Il nucleo centrale della fede cristiana sta proprio in questo paradosso: «Un uomo completo e vero, e, nondimeno, Figlio di Dio! ».
Proprio per questo mancava agli evangelisti, agli apostoli e alla loro comunità di fedeli qualsiasi stimolo dogmatico per glorificare, per innalzare comunque fino alla divinità la figura umana di Gesù.
Il loro interesse dogmatico invece converge piuttosto verso la bassezza dell'umanità, verso il fatto che quest'uomo, Gesù, proprio come noi è nato e muore, proprio come noi soffre fame e sete, proprio come noi e afflitto e piange.
Nella storia delle religioni manca qualsiasi parallelo ad una fede siffatta che crede all'integra umanità del Figlio di Dio. In quelle religioni in cui frequentemente accadono delle divinizzazioni, troviamo che l'elemento umano viene dal divino e scompare in esso. Quando Antinoo, favorito dell'imperatore Adriano, morì affogato nel Nilo, fu subito adorato come trasfigurato in Osiride. Non altrimenti accadde nel culto di Simone, di Menandro e di Eichasai.
Il risultato della metamorfosi non era un uomo-dio, ma solo la divinità, la pienezza della divinità. I Kyrioi delle comunità unite per la celebrazione dei misteri pagani non stanno affatto, come il Verbo fattosi uomo, tra Dio e gli uomini, Essi non sono la via che conduce al Padre, i mediatori. Essi stessi sono l'apparizione della divinità. Per questo lo scopo fondamentale cui tendeva la mistica pagana della salvezza non consisteva nell’unione dell'essere col mediatore, al fine di raggiungere per mezzo suo la divinità, ma consisteva nella divinizzazione del mistero in senso assoluto. Il consacrato stesso diventa Iside o Mitra.
Per tale divinizzazione mancava al Cristianesimo qualsiasi fondamento, perché il suo Cristo e, e rimase, pienamente e completamente uomo, e, appunto per mezzo della sua umanità, opera la salvezza.
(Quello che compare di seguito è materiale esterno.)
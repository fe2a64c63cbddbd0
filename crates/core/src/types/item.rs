//! Menu item as defined in the static catalog.

use serde::{Deserialize, Serialize};

use crate::types::price::Price;

/// A purchasable menu item.
///
/// The item name is the identity key: the catalog guarantees names are
/// unique and the cart holds at most one line per name. Serde field names
/// match the persisted snapshot format (`img`, `originalPrice`).
#[derive(Debug, Clone, PartialEq, Eq, Serialize, Deserialize)]
pub struct CatalogItem {
    /// Unique display name; used as the cart identity key.
    pub name: String,
    /// Price in whole rupees, inclusive of taxes shown on the menu.
    pub price: Price,
    /// Image path under `/static/images`.
    #[serde(rename = "img")]
    pub image: String,
    /// Vegetarian flag for the veg/non-veg badge.
    pub veg: bool,
    /// Promotional tag, e.g. "Best Seller" or "₹50 OFF".
    #[serde(default, skip_serializing_if = "Option::is_none")]
    pub tag: Option<String>,
    /// Buy-one-get-one offer flag.
    #[serde(default, skip_serializing_if = "std::ops::Not::not")]
    pub bogo: bool,
    /// Pre-discount price, shown struck through on offer cards.
    #[serde(
        rename = "originalPrice",
        default,
        skip_serializing_if = "Option::is_none"
    )]
    pub original_price: Option<Price>,
}

impl CatalogItem {
    /// Plain item with no promotional metadata.
    #[must_use]
    pub fn new(name: &str, price: i64, image: &str, veg: bool) -> Self {
        Self {
            name: name.to_owned(),
            price: Price::new(price),
            image: image.to_owned(),
            veg,
            tag: None,
            bogo: false,
            original_price: None,
        }
    }

    /// Attach a promotional tag.
    #[must_use]
    pub fn tagged(mut self, tag: &str) -> Self {
        self.tag = Some(tag.to_owned());
        self
    }

    /// Mark as a buy-one-get-one offer.
    #[must_use]
    pub const fn buy_one_get_one(mut self) -> Self {
        self.bogo = true;
        self
    }

    /// Attach a struck-through original price.
    #[must_use]
    pub const fn discounted_from(mut self, original: i64) -> Self {
        self.original_price = Some(Price::new(original));
        self
    }
}

#[cfg(test)]
#[allow(clippy::unwrap_used)]
mod tests {
    use super::*;

    #[test]
    fn test_snapshot_field_names() {
        let item = CatalogItem::new("Raita", 49, "/static/images/menu-side-raita.jpg", true);
        let json = serde_json::to_value(&item).unwrap();

        assert_eq!(json["img"], "/static/images/menu-side-raita.jpg");
        assert_eq!(json["price"], 49);
        assert_eq!(json["veg"], true);
        // Absent promo fields are omitted entirely
        assert!(json.get("tag").is_none());
        assert!(json.get("originalPrice").is_none());
        assert!(json.get("bogo").is_none());
    }

    #[test]
    fn test_discounted_item_keeps_original_price() {
        let item = CatalogItem::new("Shahi Biryani (Serves 2)", 529, "/img.jpg", false)
            .tagged("₹50 OFF")
            .discounted_from(579);

        let json = serde_json::to_value(&item).unwrap();
        assert_eq!(json["originalPrice"], 579);

        let back: CatalogItem = serde_json::from_value(json).unwrap();
        assert_eq!(back, item);
    }
}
Altra divergenza fondamentale: il Dio che e unito con  questa umanità, per i cristiani non e un Dio, uno tra i molti dei o dee, uno tra i mille possibili intermediari fra gli esseri: terrestri e il Dio supremo. Il Dio, che e Cristo, e nella sua unione col Padre e con lo Spirito Santo il solo Dio, l'unico Dio del cielo e della terra: Deus solus.
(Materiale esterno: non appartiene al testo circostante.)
//! Reverse geocoding via Nominatim.
//!
//! Turns browser-reported coordinates into a short place label for the
//! location widget. The call is treated as an opaque external dependency:
//! no retry, no backoff. Responses are cached by rounded coordinates so
//! repeated lookups from the same spot do not hammer the public endpoint.

use std::future::Future;
use std::pin::Pin;
use std::time::Duration;

use moka::future::Cache;
use serde::Deserialize;
use thiserror::Error;

use crate::config::GeocoderConfig;

/// Errors from the reverse geocoding call.
#[derive(Debug, Error)]
pub enum GeocodeError {
    #[error("geocoder request failed: {0}")]
    Request(#[from] reqwest::Error),
    #[error("geocoder returned status {0}")]
    Status(reqwest::StatusCode),
}

/// Capability interface for reverse geocoding.
///
/// The location routes depend on this seam rather than on the HTTP client,
/// so tests can substitute a canned implementation.
pub trait Geocoder: Send + Sync {
    /// Resolve coordinates to a human-readable place label.
    ///
    /// An empty label is a valid result; the caller applies the coordinate
    /// fallback.
    fn reverse<'a>(
        &'a self,
        lat: f64,
        lon: f64,
    ) -> Pin<Box<dyn Future<Output = Result<String, GeocodeError>> + Send + 'a>>;
}

/// Address fields of a Nominatim `jsonv2` reverse response.
///
/// Only the fields the label composer reads; everything else is ignored.
#[derive(Debug, Default, Deserialize)]
pub struct NominatimAddress {
    pub city: Option<String>,
    pub town: Option<String>,
    pub village: Option<String>,
    pub suburb: Option<String>,
    pub state_district: Option<String>,
    pub state: Option<String>,
    pub region: Option<String>,
    pub county: Option<String>,
    pub country_code: Option<String>,
}

#[derive(Debug, Default, Deserialize)]
struct NominatimResponse {
    #[serde(default)]
    address: NominatimAddress,
}

/// Compose a display label from a Nominatim address.
///
/// Picks the most specific locality (city, town, village, suburb, or state
/// district), the broader region (state, region, or county), and the
/// upper-cased country code, joining whichever are present with ", ".
#[must_use]
pub fn compose_label(address: &NominatimAddress) -> String {
    let locality = address
        .city
        .as_deref()
        .or(address.town.as_deref())
        .or(address.village.as_deref())
        .or(address.suburb.as_deref())
        .or(address.state_district.as_deref());

    let region = address
        .state
        .as_deref()
        .or(address.region.as_deref())
        .or(address.county.as_deref());

    let country = address.country_code.as_deref().map(str::to_uppercase);

    let mut parts: Vec<String> = Vec::with_capacity(3);
    if let Some(locality) = locality {
        parts.push(locality.to_owned());
    }
    if let Some(region) = region {
        parts.push(region.to_owned());
    }
    if let Some(country) = country
        && !country.is_empty()
    {
        parts.push(country);
    }

    parts.join(", ")
}

/// Cache TTL for resolved labels.
const CACHE_TTL: Duration = Duration::from_secs(60 * 60);

/// Maximum cached coordinate buckets.
const CACHE_CAPACITY: u64 = 1_000;

/// Nominatim-backed [`Geocoder`].
pub struct NominatimClient {
    client: reqwest::Client,
    base_url: String,
    /// Labels keyed by coordinates rounded to ~100m buckets.
    cache: Cache<(i64, i64), String>,
}

impl NominatimClient {
    /// Create a client from configuration.
    ///
    /// # Errors
    ///
    /// Returns an error if the underlying HTTP client cannot be built.
    pub fn new(config: &GeocoderConfig) -> Result<Self, reqwest::Error> {
        let client = reqwest::Client::builder()
            .user_agent(config.user_agent.clone())
            .timeout(Duration::from_secs(15))
            .build()?;

        Ok(Self {
            client,
            base_url: config.base_url.clone(),
            cache: Cache::builder()
                .max_capacity(CACHE_CAPACITY)
                .time_to_live(CACHE_TTL)
                .build(),
        })
    }

    /// Round coordinates to three decimal places for cache bucketing.
    #[allow(clippy::cast_possible_truncation)]
    fn cache_key(lat: f64, lon: f64) -> (i64, i64) {
        ((lat * 1000.0).round() as i64, (lon * 1000.0).round() as i64)
    }

    async fn fetch_label(&self, lat: f64, lon: f64) -> Result<String, GeocodeError> {
        let url = format!("{}/reverse", self.base_url);
        let response = self
            .client
            .get(&url)
            .query(&[("format", "jsonv2")])
            .query(&[("lat", lat), ("lon", lon)])
            .header("Accept", "application/json")
            .send()
            .await?;

        if !response.status().is_success() {
            return Err(GeocodeError::Status(response.status()));
        }

        let body: NominatimResponse = response.json().await?;
        Ok(compose_label(&body.address))
    }
}

impl Geocoder for NominatimClient {
    fn reverse<'a>(
        &'a self,
        lat: f64,
        lon: f64,
    ) -> Pin<Box<dyn Future<Output = Result<String, GeocodeError>> + Send + 'a>> {
        Box::pin(async move {
            let key = Self::cache_key(lat, lon);
            if let Some(label) = self.cache.get(&key).await {
                return Ok(label);
            }

            let label = self.fetch_label(lat, lon).await?;
            self.cache.insert(key, label.clone()).await;
            Ok(label)
        })
    }
}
Il solo, l'unico Dio dell'Antico Testamento si continua: qui, in quest'uomo, che è Figlio di Dio sulla terra. In nessun luogo, in tutto l'ambito della storia delle religioni, si trova quest'unico Dio e quest'unico Cristo.
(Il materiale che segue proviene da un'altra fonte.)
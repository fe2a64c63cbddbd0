//! Indian postal code type.

use core::fmt;

use serde::{Deserialize, Serialize};

/// Errors that can occur when parsing a [`Pincode`].
#[derive(thiserror::Error, Debug, Clone)]
pub enum PincodeError {
    /// The input string is empty.
    #[error("pincode cannot be empty")]
    Empty,
    /// The input is not exactly 6 characters.
    #[error("pincode must be exactly 6 digits (got {got})")]
    WrongLength {
        /// Number of characters supplied.
        got: usize,
    },
    /// The input contains a non-digit character.
    #[error("pincode must contain only digits")]
    NonDigit,
}

/// A 6-digit Indian postal code.
///
/// ```
/// use royal_biryani_core::Pincode;
///
/// assert!(Pincode::parse("560001").is_ok());
/// assert!(Pincode::parse("1234").is_err());
/// ```
#[derive(Debug, Clone, Serialize, Deserialize, PartialEq, Eq, Hash)]
#[serde(transparent)]
pub struct Pincode(String);

impl Pincode {
    /// Number of digits in a pincode.
    pub const LENGTH: usize = 6;

    /// Parse a `Pincode` from a string.
    ///
    /// # Errors
    ///
    /// Returns an error if the trimmed input is empty, is not exactly 6
    /// characters, or contains a non-digit.
    pub fn parse(s: &str) -> Result<Self, PincodeError> {
        let s = s.trim();

        if s.is_empty() {
            return Err(PincodeError::Empty);
        }

        if s.chars().count() != Self::LENGTH {
            return Err(PincodeError::WrongLength {
                got: s.chars().count(),
            });
        }

        if !s.chars().all(|c| c.is_ascii_digit()) {
            return Err(PincodeError::NonDigit);
        }

        Ok(Self(s.to_owned()))
    }

    /// Returns the pincode as a string slice.
    #[must_use]
    pub fn as_str(&self) -> &str {
        &self.0
    }
}

impl fmt::Display for Pincode {
    fn fmt(&self, f: &mut fmt::Formatter<'_>) -> fmt::Result {
        write!(f, "{}", self.0)
    }
}

impl std::str::FromStr for Pincode {
    type Err = PincodeError;

    fn from_str(s: &str) -> Result<Self, Self::Err> {
        Self::parse(s)
    }
}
In questo concetto cristiano sta la seconda nota caratteristica che lo distingue da tutti i pretesti paralleli desunti dalla storia delle religioni.
Sempre e dovunque nelle antiche leggende entravano delle divinità sotto forma umana, si trattava di dei, non dell'unico Dio. Tutte queste figure di dèi nascevano da concezioni a fondo politeistico o panteistico. Erano tutte forze della natura proiettate nell'infinito, erano una Natura risultante dalla loro fusione, non erano il Signore, il Creatore della natura. Perciò erano alla mercé della loro essenza puramente naturale, erano soggette per necessita naturale al divenire, al Fato e ai suoi voleri come le altre creature.
Ben altrimenti il Verbo Eterno che, secondo la professione di fede cristiana, e apparso nel Cristo. Egli è Dio da Dio, Lume da Lume. Nelle eterne relazioni della vita divina Egli precede oggi, domani, in tutti i tempi dal seno del Padre, e ne esprime l'essenza nella sua propria Persona sussistente. Egli è il Figlio uguale per natura al Padre, è l'immagine riflessa, e lo splendore del Padre. Il mistero del Cristo per la fede cristiana sta in questo, che la sua natura umana riceve la sua individualità, la sua sussistenza, la sua personalità da questo Verbo divino eguale per natura al Padre e allo Spirito. Il Cristo rimane si un uomo in tutto completo, ma Egli ha la sua più profonda realtà nel Verbo divino. Per questo, quando i Cristiani chiamano «Dio» il Verbo Incarnato, questo «Dio» è infinitamente diverse da tutte le divinità pagane.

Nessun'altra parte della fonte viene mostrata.